We seemed to have great fun when we were young and we were easily amused. I loved Easter as well when we rolled our hard boiled eggs in the same field, after we'd painted faces on them. Oh Happy Days !.

I remember the day, 40 years ago now, 6 o'clock in the morning and still we had to stand in the Co-op queue (no matter what , we didn't seem to be able to get in front of Mary Clayton) waiting to get summer outfits for the kids, soon we were all blethering.

We'd all go home happy having got everything for the family. One particular quarter in the summer I put all the families clothes in the washing machine before going off to work  ( at Steins), when I got home there was a terrible smell, someone had switched on the washing machine and all the clothes were burnt and they weren't even paid

for !.  My friend and I decided to put potatoes in the garden and as I came from the city I didn't have a clue how to do it, but the neighbours were ever so helpfull, they told me to half the potatoes and look for the eyes on the bits I was putting in, it took all day and then they decided to tell me it was just a joke!.

I remember how my friend and I used to take the pram and the babies up the bing to break coal off the slate, it was hard work but happy days. Our enjoyment was every Wednesday looking for 3d to go to Brightons Picture house then walk back home, the weather always seemed to be so good in the summer time then. Everyone was friendlier in those days as we were all in the same position.


Do memories come back through Rose Tinted Glasses ?, or do we only remember the good times.

In the Fifties there seemed to be more tolerance and more time, better summers, snowy winters, better tasting fish and chips (Tammie Duncan's van and Bella McNeils) and bannanas tasted like bannanas.

There are so many memories, I close my eyes and I am back playing Cowboys and Indians up Auld Harry's park, the Cup and Saucer was the Fort, defended to the death. I may be wrong but weans seemed to play for hours without causing any trouble or fighting. I remember playing hunting, two teams of up to twenty boys and girls would be given ten minutes to run and hide and the other team would hunt them, it would last for hours and we'd come home tired dirty and happy.

Like most boys I played Football, Cricket, Rounders and tennis in the payground of Muiravonside School.

Once the Steel Houses football team played against Standburn, we were winning eight nil when the parents of the Standburn team decided to take a hand and chased us across the moor all the way to the Coach Road shouting that our parents hadn't been married.

Jenny Hunters shop, you could have fun with Jenny,but not with Jemima. I remember going in with friends and asking for a quarter of Floral Gums (which were kept on the high shelf,) Jenny would get the steps and reach up to get the jar down and measure out a quarter of Floral Gums, put the jar back then ask the next one what he wanted, " a quarter of Floral Gums" came the reply and she'd have to go through the whole businesss again.  But before putting it back she'd ask the next person if that's what they wanted, the next one said no so she'd put it back then asked "Well what would you like?", " Two ounces of Floral Gums please" then we all fell into fits of laughter.

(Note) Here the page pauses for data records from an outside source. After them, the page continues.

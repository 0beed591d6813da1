//! The dsad server library. This implements the core of a directory system agent: the
//! model of the local part of the DIT, name resolution (Find DSE), one level and subtree
//! traversal for list and search, continuation reference construction and the access
//! control glue that gates every step.

#![deny(warnings)]
#![recursion_limit = "512"]
#![warn(unused_extern_crates)]
// Enable some groups of clippy lints.
#![deny(clippy::suspicious)]
#![deny(clippy::perf)]
// Specific lints to enforce.
#![deny(clippy::todo)]
#![deny(clippy::unimplemented)]
#![deny(clippy::unwrap_used)]
#![deny(clippy::expect_used)]
#![deny(clippy::panic)]
#![deny(clippy::await_holding_lock)]
#![deny(clippy::needless_pass_by_value)]
#![deny(clippy::trivially_copy_pass_by_ref)]
#![deny(clippy::disallowed_types)]
#![deny(clippy::manual_let_else)]
#![allow(clippy::unreachable)]

#[macro_use]
extern crate tracing;

// This has to be before the other modules so the macros are in scope for their tests.
#[macro_use]
pub mod macros;

pub mod be;
pub mod config;
pub mod dit;
pub mod filter;
pub mod schema;
pub mod server;
pub mod session;
pub mod testkit;
pub mod time;

/// A prelude of imports that should be imported by all other dsad modules to
/// help make imports cleaner.
pub mod prelude {
    pub use dsad_proto::constants::*;
    pub use dsad_proto::prelude::*;
    pub use sketching::{
        admin_debug, admin_error, admin_info, admin_warn, perf_trace, request_error,
        request_info, request_trace, request_warn, resolve_error, resolve_info, resolve_trace,
        resolve_warn, security_access, security_critical, security_debug, security_error,
        security_info, tagged_event, EventTag,
    };
    pub use std::sync::Arc;
    pub use std::time::Duration;

    pub use crate::be::{DitStore, SubordinateFilter};
    pub use crate::config::{DsaConfiguration, Limits};
    pub use crate::dit::{
        AdministrativeRoles, Dse, DseType, EntryId, Subordinates, Vertex,
    };
    pub use crate::schema::MatchingRuleRegistry;
    pub use crate::server::state::OperationDispatcherState;
    pub use crate::server::DsaContext;
    pub use crate::session::{Invocation, Session};
    pub use crate::time::{duration_from_epoch_now, Clock};

    #[cfg(test)]
    pub use dsad_lib_macros::*;
}
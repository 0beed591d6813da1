use std::str::FromStr;

use async_trait::async_trait;

use super::acdf::{AcdfTuple, AcdfTupleExtended};
use super::aci::{AciItem, UserClass};
use crate::prelude::*;

/// Answers whether a user is a member of a group. `None` means the question cannot be
/// decided, such as when the named group is not a group at all.
#[async_trait]
pub trait GroupMembershipChecker: Send + Sync {
    async fn is_member(
        &self,
        group: &DistinguishedName,
        user: &DistinguishedName,
    ) -> Result<Option<bool>, OperationError>;
}

#[async_trait]
pub trait TuplePreprocessor: Send + Sync {
    #[allow(clippy::too_many_arguments)]
    async fn preprocess(
        &self,
        scheme: &str,
        aci: &[AciItem],
        requester: Option<&DistinguishedName>,
        authentication_level: AuthenticationLevel,
        target: &DistinguishedName,
        groups: &dyn GroupMembershipChecker,
        registry: &MatchingRuleRegistry,
    ) -> Result<Vec<AcdfTupleExtended>, OperationError>;
}

#[derive(Debug, Clone, PartialEq, Eq)]
pub enum Credentials {
    Anonymous,
    Simple {
        name: DistinguishedName,
        password: Vec<u8>,
    },
    Strong {
        name: DistinguishedName,
    },
}

impl Credentials {
    pub fn name(&self) -> Option<&DistinguishedName> {
        match self {
            Credentials::Anonymous => None,
            Credentials::Simple { name, .. } | Credentials::Strong { name } => Some(name),
        }
    }

    pub fn authentication_level(&self) -> AuthenticationLevel {
        match self {
            Credentials::Anonymous => AuthenticationLevel::None,
            Credentials::Simple { .. } => AuthenticationLevel::Simple,
            Credentials::Strong { .. } => AuthenticationLevel::Strong,
        }
    }
}

/// Decides whether presented credentials are valid. How they are checked is entirely up
/// to the implementation.
#[async_trait]
pub trait CredentialVerifier: Send + Sync {
    async fn verify(&self, credentials: &Credentials) -> Result<bool, OperationError>;
}

#[derive(Debug, Default, Clone)]
pub struct BasicTuplePreprocessor;

impl BasicTuplePreprocessor {
    async fn class_applies(
        class: &UserClass,
        requester: Option<&DistinguishedName>,
        target: &DistinguishedName,
        groups: &dyn GroupMembershipChecker,
        registry: &MatchingRuleRegistry,
    ) -> Result<bool, OperationError> {
        let Some(requester) = requester else {
            return Ok(matches!(class, UserClass::AllUsers));
        };
        Ok(match class {
            UserClass::AllUsers => true,
            UserClass::ThisEntry => registry.dn_equal(requester, target),
            UserClass::Name(name) => registry.dn_equal(requester, name),
            UserClass::Subtree(base) => registry.dn_is_prefix(base, requester),
            UserClass::UserGroup(group) => groups
                .is_member(group, requester)
                .await?
                .unwrap_or(false),
        })
    }
}

#[async_trait]
impl TuplePreprocessor for BasicTuplePreprocessor {
    async fn preprocess(
        &self,
        scheme: &str,
        aci: &[AciItem],
        requester: Option<&DistinguishedName>,
        authentication_level: AuthenticationLevel,
        target: &DistinguishedName,
        groups: &dyn GroupMembershipChecker,
        registry: &MatchingRuleRegistry,
    ) -> Result<Vec<AcdfTupleExtended>, OperationError> {
        if scheme != BASIC_ACCESS_CONTROL_SCHEME && scheme != SIMPLIFIED_ACCESS_CONTROL_SCHEME {
            security_error!(%scheme, "unsupported access control scheme, nothing is granted");
            return Ok(Vec::new());
        }

        let mut tuples = Vec::with_capacity(aci.len());
        for item in aci {
            let mut user_class_precedence = None;
            for class in item.user_classes.iter() {
                if Self::class_applies(class, requester, target, groups, registry).await? {
                    user_class_precedence =
                        user_class_precedence.max(Some(class.specificity()));
                }
            }
            let Some(user_class_precedence) = user_class_precedence else {
                continue;
            };

            // Grants need the requester to be authenticated at least as strongly as the
            // item asks for. Denials always apply.
            let grants = if authentication_level >= item.authentication_level {
                item.grants
            } else {
                security_debug!(tag = %item.identification_tag, "grants dropped, authentication too weak");
                Default::default()
            };
            if grants.is_empty() && item.denials.is_empty() {
                continue;
            }

            tuples.push(AcdfTupleExtended {
                tuple: AcdfTuple {
                    tag: item.identification_tag.clone(),
                    user_classes: item.user_classes.clone(),
                    authentication_level: item.authentication_level,
                    protected_items: item.protected_items.clone(),
                    grants,
                    denials: item.denials,
                    precedence: item.precedence,
                },
                user_class_precedence,
            });
        }
        Ok(tuples)
    }
}

/// Group membership read from the `member` and `uniqueMember` attributes of entries in
/// the local store.
pub struct StoreGroupMembership {
    store: Arc<dyn DitStore>,
    registry: Arc<MatchingRuleRegistry>,
}

impl StoreGroupMembership {
    pub fn new(store: Arc<dyn DitStore>, registry: Arc<MatchingRuleRegistry>) -> Self {
        StoreGroupMembership { store, registry }
    }
}

#[async_trait]
impl GroupMembershipChecker for StoreGroupMembership {
    async fn is_member(
        &self,
        group: &DistinguishedName,
        user: &DistinguishedName,
    ) -> Result<Option<bool>, OperationError> {
        let Some(vertex) = self.store.find_by_dn(group).await? else {
            return Ok(None);
        };

        let members = [ATTR_MEMBER, ATTR_UNIQUE_MEMBER]
            .iter()
            .filter_map(|a| vertex.dse.get(a))
            .flatten()
            .collect::<Vec<_>>();
        if members.is_empty()
            && !vertex.dse.has_object_class("groupOfNames")
            && !vertex.dse.has_object_class("groupOfUniqueNames")
        {
            return Ok(None);
        }

        Ok(Some(members.iter().any(|value| {
            // uniqueMember may carry an optional uid after a '#'.
            let text = value.to_string_lossy();
            let name = text.split('#').next().unwrap_or_default();
            DistinguishedName::from_str(name)
                .map(|dn| self.registry.dn_equal(&dn, user))
                .unwrap_or(false)
        })))
    }
}

#[cfg(test)]
mod tests {
    use super::*;
    use crate::server::access::Permissions;

    struct NoGroups;

    #[async_trait]
    impl GroupMembershipChecker for NoGroups {
        async fn is_member(
            &self,
            _group: &DistinguishedName,
            _user: &DistinguishedName,
        ) -> Result<Option<bool>, OperationError> {
            Ok(None)
        }
    }

    #[tokio::test]
    async fn test_preprocess_user_classes() {
        let reg = MatchingRuleRegistry::default();
        let alice = dn!("cn=Alice,o=Example,c=US");
        let aci = vec![
            AciItem::grant("all", 1, vec![UserClass::AllUsers])
                .granting(Permissions::BROWSE),
            AciItem::grant("alice", 1, vec![UserClass::Name(dn!("CN=alice,o=example,c=us"))])
                .granting(Permissions::READ),
            AciItem::grant("strong", 1, vec![UserClass::Subtree(dn!("o=Example,c=US"))])
                .granting(Permissions::MODIFY)
                .requiring(AuthenticationLevel::Strong),
        ];

        let tuples = BasicTuplePreprocessor
            .preprocess(
                BASIC_ACCESS_CONTROL_SCHEME,
                &aci,
                Some(&alice),
                AuthenticationLevel::Simple,
                &alice,
                &NoGroups,
                &reg,
            )
            .await
            .expect("preprocess");
        let tags: Vec<&str> = tuples.iter().map(|t| t.tuple.tag.as_str()).collect();
        assert_eq!(tags, vec!["all", "alice"]);
        assert_eq!(tuples[1].user_class_precedence, 3);

        let anonymous = BasicTuplePreprocessor
            .preprocess(
                BASIC_ACCESS_CONTROL_SCHEME,
                &aci,
                None,
                AuthenticationLevel::None,
                &alice,
                &NoGroups,
                &reg,
            )
            .await
            .expect("preprocess");
        assert_eq!(anonymous.len(), 1);

        let unknown = BasicTuplePreprocessor
            .preprocess("1.2.3", &aci, Some(&alice), AuthenticationLevel::Strong, &alice, &NoGroups, &reg)
            .await
            .expect("preprocess");
        assert!(unknown.is_empty());
    }
}
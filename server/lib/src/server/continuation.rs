//! Building continuation references from knowledge held at a DSE.
//!
//! Every procedure that hands work to another DSA goes through [access_point_information],
//! so the choice between master and shadow access points is made in exactly one place.

use crate::prelude::*;

/// Pick the access point to continue at from one piece of knowledge.
///
/// For operations that only read, a shadow is preferred over the master. The other
/// points follow as fallbacks, in the order they were held. Updates must reach a master,
/// so shadows are left out for them. None when nothing usable is known.
pub fn access_point_information(
    knowledge: &[MasterOrShadowAccessPoint],
    operation: OperationCode,
) -> Option<AccessPointInformation> {
    let usable: Vec<&MasterOrShadowAccessPoint> = knowledge
        .iter()
        .filter(|ap| operation.is_read_style() || ap.category == AccessPointCategory::Master)
        .collect();

    let primary_idx = if operation.is_read_style() {
        usable
            .iter()
            .position(|ap| ap.category == AccessPointCategory::Shadow)
            .or_else(|| (!usable.is_empty()).then_some(0))
    } else {
        (!usable.is_empty()).then_some(0)
    }?;

    let primary = usable[primary_idx];
    let additional_points = usable
        .iter()
        .enumerate()
        .filter(|(idx, _)| *idx != primary_idx)
        .map(|(_, ap)| (*ap).clone())
        .collect();

    Some(AccessPointInformation {
        access_point: primary.access_point.clone(),
        category: primary.category,
        chaining_required: primary.chaining_required,
        additional_points,
    })
}

/// The reference type a DSE stands for. A DSE may carry several knowledge types, the
/// most specific wins.
pub fn reference_type_of(dse_type: DseType) -> Option<ReferenceType> {
    if dse_type.contains(DseType::SUBR) {
        Some(ReferenceType::Subordinate)
    } else if dse_type.contains(DseType::XR) {
        Some(ReferenceType::Cross)
    } else if dse_type.contains(DseType::IMM_SUPR) {
        Some(ReferenceType::ImmediateSuperior)
    } else if dse_type.contains(DseType::DIT_BRIDGE) {
        Some(ReferenceType::DitBridge)
    } else {
        None
    }
}

/// A reference built from the specific knowledge held at `vertex`.
pub fn specific_reference(
    vertex: &Vertex,
    target: DistinguishedName,
    progress: OperationProgress,
    operation: OperationCode,
) -> Option<ContinuationReference> {
    let reference_type = reference_type_of(vertex.dse.dse_type)?;
    let api = access_point_information(&vertex.dse.specific_knowledge, operation)?;
    let mut cr = ContinuationReference::new(target, progress, reference_type, vec![api]);
    cr.rdns_resolved = Some(vertex.dn.len());
    Some(cr)
}

/// One reference per non-specific subordinate DSA known at `vertex`. Each of them may
/// hold the target, so all are returned.
pub fn nssr_references(
    vertex: &Vertex,
    target: &DistinguishedName,
    progress: OperationProgress,
    operation: OperationCode,
) -> Vec<ContinuationReference> {
    vertex
        .dse
        .non_specific_knowledge
        .iter()
        .filter_map(|knowledge| access_point_information(knowledge, operation))
        .map(|api| {
            let mut cr = ContinuationReference::new(
                target.clone(),
                progress,
                ReferenceType::NonSpecificSubordinate,
                vec![api],
            );
            cr.rdns_resolved = Some(vertex.dn.len());
            cr
        })
        .collect()
}

/// A reference to the supplier of the shadowed context at `vertex`, with resolution to
/// be done on the master.
pub fn supplier_reference(
    vertex: &Vertex,
    target: DistinguishedName,
    progress: OperationProgress,
    operation: OperationCode,
) -> Option<ContinuationReference> {
    let shadow = vertex.dse.shadow.as_ref()?;
    let api = access_point_information(&shadow.supplier_knowledge, operation)?;
    let reference_type = if api.category == AccessPointCategory::Master {
        ReferenceType::Master
    } else {
        ReferenceType::Supplier
    };
    let mut cr = ContinuationReference::new(target, progress, reference_type, vec![api]);
    cr.name_resolution_on_master = true;
    Some(cr)
}

/// A reference to this DSA's superior, from configured superior knowledge.
pub fn superior_reference(
    config: &DsaConfiguration,
    target: DistinguishedName,
    operation: OperationCode,
) -> Option<ContinuationReference> {
    let knowledge: Vec<MasterOrShadowAccessPoint> = config
        .superior_knowledge
        .iter()
        .cloned()
        .map(MasterOrShadowAccessPoint::master)
        .collect();
    let api = access_point_information(&knowledge, operation)?;
    Some(ContinuationReference::new(
        target,
        OperationProgress::not_started(),
        ReferenceType::Superior,
        vec![api],
    ))
}

#[cfg(test)]
mod tests {
    use super::*;
    use std::str::FromStr;

    fn ap(name: &str) -> AccessPoint {
        AccessPoint {
            ae_title: DistinguishedName::from_str(name).expect("parse"),
            ..Default::default()
        }
    }

    #[test]
    fn test_shadow_preferred_for_reads() {
        let knowledge = vec![
            MasterOrShadowAccessPoint::master(ap("cn=m1")),
            MasterOrShadowAccessPoint::shadow(ap("cn=s1")),
            MasterOrShadowAccessPoint::master(ap("cn=m2")),
            MasterOrShadowAccessPoint::shadow(ap("cn=s2")),
        ];
        let api = access_point_information(&knowledge, OperationCode::Search).expect("api");
        assert_eq!(api.access_point, ap("cn=s1"));
        let rest: Vec<_> = api
            .additional_points
            .iter()
            .map(|p| p.access_point.clone())
            .collect();
        assert_eq!(rest, vec![ap("cn=m1"), ap("cn=m2"), ap("cn=s2")]);

        let api = access_point_information(&knowledge, OperationCode::ModifyEntry).expect("api");
        assert_eq!(api.access_point, ap("cn=m1"));
        assert_eq!(api.additional_points.len(), 1);

        let shadows_only = vec![MasterOrShadowAccessPoint::shadow(ap("cn=s1"))];
        assert!(access_point_information(&shadows_only, OperationCode::AddEntry).is_none());
        assert!(access_point_information(&[], OperationCode::Read).is_none());
    }

    #[test]
    fn test_reference_type_priority() {
        assert_eq!(
            reference_type_of(DseType::XR | DseType::SUBR),
            Some(ReferenceType::Subordinate)
        );
        assert_eq!(
            reference_type_of(DseType::IMM_SUPR | DseType::DIT_BRIDGE),
            Some(ReferenceType::ImmediateSuperior)
        );
        assert_eq!(reference_type_of(DseType::ENTRY | DseType::CP), None);
    }
}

Hunters shop sold the best pies in the world , Beattie's pies, they came in a wee perforated greaseproof paper bag and had the most unforgettable peppery taste to them, like many things from my childhood they are gone ( but not forgotten).

Jenny would also sell you four Domino fags for a tanner (2.5p), it was just a case of - if you've got the money you'd get the goods..




One Sunday morning we woke up and went to play in the living room (in St. Catherine's) we were playing happily, and quietly, as mum and dad slept in the living room. There was smoke coming from the fireplace althouth the fire wasn't on and just as mum and dad were getting up to see what was going on we all heard someone pounding on the door and shouting "fire" through the letterbox. Mum grabbed us all and hauled us downstairs with just our coats over our nightdresses then over the fence to our next door neighbours. The house downstairs was on fire and the old lady was trapped in the living room, I remember clearly a woman breaking the window and climbing in and hauling her out the window then we helped her down the path and waited for the ambulance. After the Fire Brigade put the fire out the boy who lived downstairs said we had a hole in our lobby floor so I would't go back into the house and went to stay with my gran for a week as I was afraid to sleep in our own house.

John McLachan

 I can remember the fully laden Smith of Maddiston lorries crawling up the brae in the late fifties/early sixties. The big window in Matt Hoggan,s shop used to vibrate alarmingly when they passed.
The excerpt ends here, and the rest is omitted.